The parameters are a metric of a model size. The more parameters the more adidas, but also the more resources you need to run the model.

The science has advanced a bit and we can take advantage of quantization - basically, lowering the precision of weights to lower the cost of the models while hopefully keeping some of the result quality (think of it like image compression).

Then I’ve found a rule of thumb formula which gives our 4GB of VRAM (+ some CPU/RAM offloading) enough juice to try for 10B parameters. It's not so much about the raw compute power, but the memory capacity.

The best list of models I’ve found is on huggingface. Can’t link it directly, but look at API->Models->Text Models. Specifically, I am looking at:

There are also specialized models, which have severely limited capabilities, but also sizes - to a point where you can run some of them on a potato, like embedding models or these prompt guards from meta.

Benchmarks

So how do we actually pick one? There are plenty of benchmarks that try to measure various abilities of LLMs. These include, but are not limited to general knowledge, math, coding, ability to follow instructions and plenty others.

Then I've found this post at reddit by "ClarityInMadness" and I'd like to keep it for reference, so I am reposting it now:

  1. https://scale.com/leaderboard/mask MASK is the only alignment benchmark that I know of. It measures how frequently an LLM lies when given the incentive to do so. The answers are classified as True, Evasive or Lie, and models are ranked based on 1-p(Lie).
  2. https://scale.com/leaderboard/humanitys_last_exam Humanity's Last Exam (HLE) is a popular benchmark with PhD-level questions. Made by the same guys who made MASK.
  3. https://www.virologytest.ai/ what I like about this one is the inclusion of expert percentiles, aka "this LLM performs better than x% of human experts". I wish more benchmarks had human percentiles. Btw, this data suggests that in the next 4-5 years LLMs might become better at virology than even the best human experts.
  4. https://livebench.ai a benchmark that measures many different capabilities. You can sort models by the weighted score or by scores on different sub-tasks.
  5. https://livecodebenchpro.com/ measures how well LLMs can solve competitive coding problems.

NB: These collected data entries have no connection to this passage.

//! Errors surfaced by `gobarber` commands.

use gobarber::alert::Alert;
use gobarber::forms::FieldErrors;
use gobarber::{ApiError, SessionError, StorageError};

#[derive(Debug, thiserror::Error)]
pub enum CliError {
    #[error("invalid API URL `{0}`; expected http:// or https://")]
    InvalidApiUrl(String),
    #[error("could not determine a data directory; pass --store or set GOBARBER_STORE")]
    NoDataDir,
    #[error("not signed in; run `gobarber sign-in` first")]
    NotSignedIn,
    #[error("invalid date `{0}`; expected YYYY-MM-DD")]
    InvalidDate(String),
    #[error("{hour:02}:00 is not available on that day")]
    HourUnavailable { hour: u8 },
    #[error("invalid input: {0}")]
    Invalid(FieldErrors),
    #[error("{alert} ({detail})")]
    Rejected { alert: Alert, detail: String },
    #[error("failed to read {path}: {source}")]
    Read {
        path: String,
        #[source]
        source: std::io::Error,
    },
    #[error(transparent)]
    Api(#[from] ApiError),
    #[error(transparent)]
    Session(#[from] SessionError),
    #[error(transparent)]
    Storage(#[from] StorageError),
}

impl CliError {
    /// Wrap a backend failure in the alert the app would show for it.
    pub fn rejected(alert: Alert, detail: impl std::fmt::Display) -> Self {
        Self::Rejected { alert, detail: detail.to_string() }
    }
}
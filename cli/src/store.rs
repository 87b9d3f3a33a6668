//! JSON-file backed session storage.
//!
//! DESIGN
//! ======
//! The whole map is rewritten on every change through a temp file + rename,
//! so a pair written by `multi_set` lands together or not at all. A missing
//! file reads as empty.

#[cfg(test)]
#[path = "store_test.rs"]
mod store_test;

use std::collections::BTreeMap;
use std::fs;
use std::io::ErrorKind;
use std::path::{Path, PathBuf};
use std::sync::{Mutex, PoisonError};

use gobarber::StorageError;
use gobarber::storage::KeyValueStore;

type Entries = BTreeMap<String, String>;

#[derive(Debug)]
pub struct FileStore {
    path: PathBuf,
    /// Serializes read-modify-write cycles within this process.
    write_lock: Mutex<()>,
}

impl FileStore {
    pub fn new(path: impl Into<PathBuf>) -> Self {
        Self { path: path.into(), write_lock: Mutex::new(()) }
    }

    pub fn path(&self) -> &Path {
        &self.path
    }

    fn load(&self) -> Result<Entries, StorageError> {
        let text = match fs::read_to_string(&self.path) {
            Ok(text) => text,
            Err(e) if e.kind() == ErrorKind::NotFound => return Ok(Entries::new()),
            Err(e) => return Err(self.unavailable(e)),
        };
        if text.trim().is_empty() {
            return Ok(Entries::new());
        }
        serde_json::from_str(&text).map_err(|e| self.unavailable(e))
    }

    fn save(&self, entries: &Entries, keys: &[&str]) -> Result<(), StorageError> {
        if let Some(parent) = self.path.parent().filter(|p| !p.as_os_str().is_empty()) {
            fs::create_dir_all(parent).map_err(|e| self.write_error(keys, e))?;
        }
        let json = serde_json::to_string_pretty(entries).map_err(|e| self.write_error(keys, e))?;
        let tmp = self.path.with_extension("json.tmp");
        fs::write(&tmp, json).map_err(|e| self.write_error(keys, e))?;
        fs::rename(&tmp, &self.path).map_err(|e| self.write_error(keys, e))
    }

    fn update(&self, keys: &[&str], apply: impl FnOnce(&mut Entries) -> bool) -> Result<(), StorageError> {
        let _guard = self.write_lock.lock().unwrap_or_else(PoisonError::into_inner);
        let mut entries = self.load()?;
        if apply(&mut entries) {
            self.save(&entries, keys)?;
        }
        Ok(())
    }

    fn write_error(&self, keys: &[&str], e: impl std::fmt::Display) -> StorageError {
        StorageError::Write { key: keys.join(","), message: format!("{}: {e}", self.path.display()) }
    }

    fn unavailable(&self, e: impl std::fmt::Display) -> StorageError {
        StorageError::Unavailable(format!("{}: {e}", self.path.display()))
    }
}

impl KeyValueStore for FileStore {
    fn multi_get(&self, keys: &[&str]) -> Result<Vec<Option<String>>, StorageError> {
        let entries = self.load()?;
        Ok(keys.iter().map(|key| entries.get(*key).cloned()).collect())
    }

    fn multi_set(&self, pairs: &[(&str, &str)]) -> Result<(), StorageError> {
        let keys: Vec<&str> = pairs.iter().map(|(key, _)| *key).collect();
        self.update(&keys, |entries| {
            for (key, value) in pairs {
                entries.insert((*key).to_owned(), (*value).to_owned());
            }
            true
        })
    }

    fn multi_remove(&self, keys: &[&str]) -> Result<(), StorageError> {
        self.update(keys, |entries| {
            let before = entries.len();
            entries.retain(|key, _| !keys.contains(&key.as_str()));
            entries.len() != before
        })
    }
}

When looking at percentages for "Hard" problems, keep in mind that "hard" in this context means "99.9% of competitive coders can't solve these problems".
  6. https://aider.chat/docs/leaderboards/ a more practical coding benchmark.
  7. https://cybench.github.io/ a benchmark for evaluating how good LLMs are at cybersecurity stuff.
  8. https://arcprize.org/leaderboard a popular benchmark for measuring LLM's ability to solve puzzles.
  9. https://geobench.org/ a benchmark for measuring how good LLMs are at Geoguessr: identifying the location where a photo was taken. This is like the No Moving, Panning, or Zooming mode in Geoguessr, where all you have to work with is just one static image.
  10. https://www.forecastbench.org/leaderboards/human_leaderboard_overall.html measures LLM's ability to forecast future events (think "being good on prediction markets").
  11. https://videommmu.github.io/#Leaderboard measures the ability to understand videos and how much watching a video helps LLMs to solve relevant problems, aka whether LLMs can apply what they just learned.
  12. https://balrogai.com/ measures the ability to play videogames.
  13. https://github.com/vectara/hallucination-leaderboard?tab=readme-ov-file#hallucination-leaderboard measures how much LLMs hallucinate when summarizing a text.
  14. https://lechmazur.github.io/leaderboard1.html is similar to the one above. It measures how frequently LLMs hallucinate when using Retrieval-Augmented Generation (RAG). This benchmark is deliberately designed to be challenging.
  15. https://cbrower.dev/vpct measures the ability to solve very easy (for humans) physics puzzles. Seriously, take a look, these puzzles are easy. It's very interesting that LLMs suck at this while showing impressive capabilities elsewhere.
  16. https://andonlabs.com/evals/vending-bench measures the ability to manage a vending machine - order supplies, keep track of inventory, choose prices, etc. - in a simulated environment.
  17. https://simple-bench.com/ it evaluates "linguistic adversarial robustness" aka ability to answer trick questions. While I'm not a huge fan of this kind of stuff, it can be interesting.

Ollama

Next piece is ollama - a popular choice for local LLMs. Run curl -fsSL https://ollama.com/install.sh | sh . You can either load models from Ollama repos or you can directly include a hugging-face link. I have no notes, it works:

ollama_works

Surprisingly, I am also able to run a Gemma3 vision-capable model:

smi_ocr
I passed the smi picture from couple sections above to see how well it takes text out of slightly non-standard structure. It nailed it.

Open Web UI

I’ve explored some capabilities and recommendations and decided to try OpenWebUI. I'll call it OWU from now on (should be OWUI, but OWU sounds more funny to me). While I already have a librechat install, it seems that the RAG capabilities are limited, code execution depends on an API and couple other issues.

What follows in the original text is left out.